The development of lymphatic vessels (LVs) and lymph nodes (LNs) occurs in a coordinated fashion during embryogenesis. Although the LN ontogeny is well known, its current morphology has been established mainly based on section immunohistological approaches limiting further spatiotemporal pattern analysis in three dimensions which needs to be elucidated. Here, I demonstrate additional structural perspectives of LVs during LN anlagen development by analyzing Prox1-GFP and $Vegfc^{+/LacZ}$ mouse models through whole mount immunohistochemical protocol.
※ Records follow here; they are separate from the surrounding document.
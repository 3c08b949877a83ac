//! ledger-stats CLI: index transactions, ingest block rewards, run swap cycles, compute validator returns.

use clap::{Parser, Subcommand};
use ledger_stats::aggregate::ValidatorReturnEngine;
use ledger_stats::dashboard::{block_reward_series, daily_reward_totals};
use ledger_stats::ledger::{parse_time_bound, yesterday_window};
use ledger_stats::math;
use ledger_stats::pipeline::{
    collect_validator_returns, index_transaction, ingest_block_rewards, record_prices, run_swap_cycle,
};
use ledger_stats::store::{BlockRewardSource, PriceSource};
use ledger_stats::{parse_tx, LcdClient, LedgerClient, PipelineConfig, SqliteStore, SystemClock};
use std::path::PathBuf;
use std::sync::Arc;
use time::OffsetDateTime;
use tracing::info;

fn main() -> Result<(), Box<dyn std::error::Error>> {
    tracing_subscriber::fmt()
        .with_env_filter(std::env::var("RUST_LOG").unwrap_or_else(|_| "info".to_string()))
        .init();
    let cli = Cli::parse();
    let config = PipelineConfig::load();
    match cli.command {
        Command::IndexTx(args) => run_index_tx(&config, args),
        Command::ParseTx(args) => run_parse_tx(&config, args),
        Command::IngestBlocks(args) => run_ingest_blocks(&config, args),
        Command::SwapCycle(args) => run_swap(&config, args),
        Command::ValidatorReturn(args) => run_validator_return(&config, args),
        Command::CollectReturns(args) => run_collect_returns(&config, args),
        Command::AnnualReturn(args) => run_annual_return(&config, args),
        Command::BlockRewards(args) => run_block_rewards(&config, args),
    }
}

#[derive(Parser)]
#[command(name = "ledger-stats")]
#[command(author = "gorusys <goru.connector@outlook.com>")]
#[command(about = "Transaction normalization and financial aggregation for Terra ledger data")]
struct Cli {
    #[command(subcommand)]
    command: Command,
}

#[derive(Subcommand)]
enum Command {
    /// Fetch a transaction, store it, and index its participants.
    IndexTx(IndexTxArgs),
    /// Fetch a transaction and print its parsed form.
    ParseTx(ParseTxArgs),
    /// Fetch per-validator block rewards for a height range and store them.
    IngestBlocks(IngestBlocksArgs),
    /// Aggregate swaps for the minute before --at.
    SwapCycle(SwapCycleArgs),
    /// Net reward and annualized return over a time range.
    ValidatorReturn(ValidatorReturnArgs),
    /// Store daily return rows for a set of validators.
    CollectReturns(CollectReturnsArgs),
    /// Trailing-window annualized return from stored daily rows.
    AnnualReturn(AnnualReturnArgs),
    /// Daily block reward dashboard series.
    BlockRewards(BlockRewardsArgs),
}

#[derive(Parser)]
struct IndexTxArgs {
    #[arg(long)]
    hash: String,
    #[arg(long, default_value = "./data/ledger_stats.sqlite")]
    db: PathBuf,
}

#[derive(Parser)]
struct ParseTxArgs {
    #[arg(long)]
    hash: String,
    /// Address whose point of view signs transfer amounts.
    #[arg(long)]
    viewer: Option<String>,
}

#[derive(Parser)]
struct IngestBlocksArgs {
    #[arg(long)]
    from_height: u64,
    /// Inclusive.
    #[arg(long)]
    to_height: u64,
    #[arg(long, default_value = "./data/ledger_stats.sqlite")]
    db: PathBuf,
}

#[derive(Parser)]
struct SwapCycleArgs {
    /// RFC3339 or unix seconds; defaults to now.
    #[arg(long)]
    at: Option<String>,
    /// Record current oracle prices for the bucket before aggregating.
    #[arg(long)]
    record_prices: bool,
    #[arg(long, default_value = "./data/ledger_stats.sqlite")]
    db: PathBuf,
}

#[derive(Parser)]
struct ValidatorReturnArgs {
    #[arg(long)]
    operator: String,
    #[arg(long)]
    voting_power: String,
    #[arg(long)]
    from: String,
    #[arg(long)]
    to: String,
    #[arg(long, default_value = "./data/ledger_stats.sqlite")]
    db: PathBuf,
}

#[derive(Parser)]
struct CollectReturnsArgs {
    /// `OPERATOR=AVG_VOTING_POWER`, repeatable.
    #[arg(long = "validator", required = true)]
    validators: Vec<String>,
    /// Any time within the day to collect; defaults to yesterday.
    #[arg(long)]
    day: Option<String>,
    /// Ingest block rewards from this height before computing returns.
    #[arg(long, requires = "to_height")]
    from_height: Option<u64>,
    /// Inclusive end of the ingested height range.
    #[arg(long, requires = "from_height")]
    to_height: Option<u64>,
    #[arg(long, default_value = "./data/ledger_stats.sqlite")]
    db: PathBuf,
}

#[derive(Parser)]
struct AnnualReturnArgs {
    #[arg(long)]
    operator: String,
    #[arg(long, default_value = "./data/ledger_stats.sqlite")]
    db: PathBuf,
}

#[derive(Parser)]
struct BlockRewardsArgs {
    /// Keep only the last N days (0 keeps all).
    #[arg(long, default_value_t = 0)]
    count: usize,
    #[arg(long, default_value = "./data/ledger_stats.sqlite")]
    db: PathBuf,
}

fn engine(config: &PipelineConfig, store: &Arc<SqliteStore>) -> ValidatorReturnEngine {
    ValidatorReturnEngine::new(
        store.clone(),
        store.clone(),
        store.clone(),
        Arc::new(SystemClock),
        config.reward_settings(),
    )
}

fn print_json<T: serde::Serialize>(value: &T) -> Result<(), Box<dyn std::error::Error>> {
    println!("{}", serde_json::to_string_pretty(value)?);
    Ok(())
}

fn run_index_tx(config: &PipelineConfig, args: IndexTxArgs) -> Result<(), Box<dyn std::error::Error>> {
    let store = SqliteStore::open(&args.db)?;
    let client = LcdClient::new(config.lcd())?;
    let rt = tokio::runtime::Runtime::new()?;
    let indexed = rt.block_on(async { index_transaction(&client, &store, &args.hash).await })?;
    match indexed {
        Some((tx, records)) => {
            info!(hash = %tx.hash, records = records.len(), "index complete");
            print_json(&records)
        }
        None => print_json(&Vec::<()>::new()),
    }
}

fn run_parse_tx(config: &PipelineConfig, args: ParseTxArgs) -> Result<(), Box<dyn std::error::Error>> {
    let client = LcdClient::new(config.lcd())?;
    let rt = tokio::runtime::Runtime::new()?;
    let tx = rt.block_on(async { client.tx(&args.hash).await })?;
    match tx {
        Some(tx) => print_json(&parse_tx(&tx, args.viewer.as_deref())),
        None => Err(format!("transaction {} not found", args.hash).into()),
    }
}

fn run_ingest_blocks(config: &PipelineConfig, args: IngestBlocksArgs) -> Result<(), Box<dyn std::error::Error>> {
    if args.from_height > args.to_height {
        return Err(format!("--from-height {} is above --to-height {}", args.from_height, args.to_height).into());
    }
    let store = SqliteStore::open(&args.db)?;
    let client = LcdClient::new(config.lcd())?;
    let rt = tokio::runtime::Runtime::new()?;
    let blocks = rt.block_on(async {
        ingest_block_rewards(&client, &store, args.from_height, args.to_height).await
    })?;
    info!(blocks = blocks.len(), requests = client.request_count(), "ingest done");
    let heights: Vec<u64> = blocks.iter().map(|b| b.height).collect();
    print_json(&heights)
}

fn run_swap(config: &PipelineConfig, args: SwapCycleArgs) -> Result<(), Box<dyn std::error::Error>> {
    let store = SqliteStore::open(&args.db)?;
    let client = LcdClient::new(config.lcd())?;
    let now = match args.at.as_deref() {
        Some(s) => parse_time_bound(s)?,
        None => OffsetDateTime::now_utc(),
    };
    let rt = tokio::runtime::Runtime::new()?;
    if args.record_prices {
        rt.block_on(async { record_prices(&client, &store, now).await })?;
    }
    let settings = config.swap_settings();
    let aggregates = rt.block_on(async {
        run_swap_cycle(&client, &store, &store, &store, &settings, now).await
    })?;
    info!(requests = client.request_count(), "swap cycle done");
    print_json(&aggregates)
}

fn run_validator_return(
    config: &PipelineConfig,
    args: ValidatorReturnArgs,
) -> Result<(), Box<dyn std::error::Error>> {
    let store = Arc::new(SqliteStore::open(&args.db)?);
    let from = parse_time_bound(&args.from)?;
    let to = parse_time_bound(&args.to)?;
    let engine = engine(config, &store);
    let rt = tokio::runtime::Runtime::new()?;
    let out = rt.block_on(async {
        engine
            .validator_return(&args.operator, &args.voting_power, from, to)
            .await
    })?;
    print_json(&out)
}

fn run_collect_returns(
    config: &PipelineConfig,
    args: CollectReturnsArgs,
) -> Result<(), Box<dyn std::error::Error>> {
    let store = Arc::new(SqliteStore::open(&args.db)?);
    let day = match args.day.as_deref() {
        Some(s) => parse_time_bound(s)?.date(),
        None => yesterday_window(OffsetDateTime::now_utc()).0.date(),
    };
    let validators = args
        .validators
        .iter()
        .map(|v| match v.split_once('=') {
            Some((op, vp)) if math::is_numeric(vp) => Ok((op.to_string(), vp.to_string())),
            _ => Err(format!("expected OPERATOR=VOTING_POWER, got {v}")),
        })
        .collect::<Result<Vec<_>, _>>()?;
    let engine = engine(config, &store);
    let rt = tokio::runtime::Runtime::new()?;
    if let (Some(from), Some(to)) = (args.from_height, args.to_height) {
        let client = LcdClient::new(config.lcd())?;
        let blocks = rt.block_on(async { ingest_block_rewards(&client, store.as_ref(), from, to).await })?;
        info!(blocks = blocks.len(), "block rewards ingested before collection");
    }
    let infos = rt.block_on(async {
        collect_validator_returns(&engine, store.as_ref(), &validators, day).await
    })?;
    print_json(&infos)
}

fn run_annual_return(config: &PipelineConfig, args: AnnualReturnArgs) -> Result<(), Box<dyn std::error::Error>> {
    let store = Arc::new(SqliteStore::open(&args.db)?);
    let engine = engine(config, &store);
    let rt = tokio::runtime::Runtime::new()?;
    let out = rt.block_on(async { engine.annual_return(&args.operator).await })?;
    print_json(&out)
}

fn run_block_rewards(config: &PipelineConfig, args: BlockRewardsArgs) -> Result<(), Box<dyn std::error::Error>> {
    let store = SqliteStore::open(&args.db)?;
    let now = OffsetDateTime::now_utc();
    let rt = tokio::runtime::Runtime::new()?;
    let (blocks, prices) = rt.block_on(async {
        let blocks = store.block_rewards(OffsetDateTime::UNIX_EPOCH, now).await?;
        let prices = store.daily_prices().await?;
        Ok::<_, ledger_stats::StoreError>((blocks, prices))
    })?;
    let daily = daily_reward_totals(blocks.iter(), now);
    let series = block_reward_series(
        &daily,
        &prices,
        &config.valuation_denom,
        &config.reference_denom,
        Some(args.count),
    )
    .map(|v| math::format(&v));
    info!(days = series.len(), "block reward series");
    print_json(&series)
}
Prox1+ lymphatic endothelial cells (LECs) formed string-like connections rather than the lymph sac-like structures until E14.5 and the LEC coverage around the anlagen was complete before birth. $Vegfc^{+/LacZ}$ mice exhibited markedly smaller LNs in neonates and adults, presumably due to a decrease in LTi cell clusters and migrating $Prox1^+$ LECs during embryogenesis, indicating that the VEGF-C/VEGFR3 signaling plays an important role in normal LN formation through proper migration and organization of the LECs in the embryos. In addition, Vegfc- haploinsufficiency or inhibition of VEGFR3 signaling resulted in an impairment in LN LV ingrowth at postnatal day 3, leading to a significant decrease in LN volumes. During acute inflammation, $Vegfc^{+/LacZ}$ mice exhibited decreased LN LV expansion as well as smaller LNs. Taken together, my findings provide useful anatomical information to current model of mouse LN formation in relation to the LVs, and compelling evidences supporting that LV contribution through VEGF-C/VEGFR3 signaling is critical in LN development and maturation.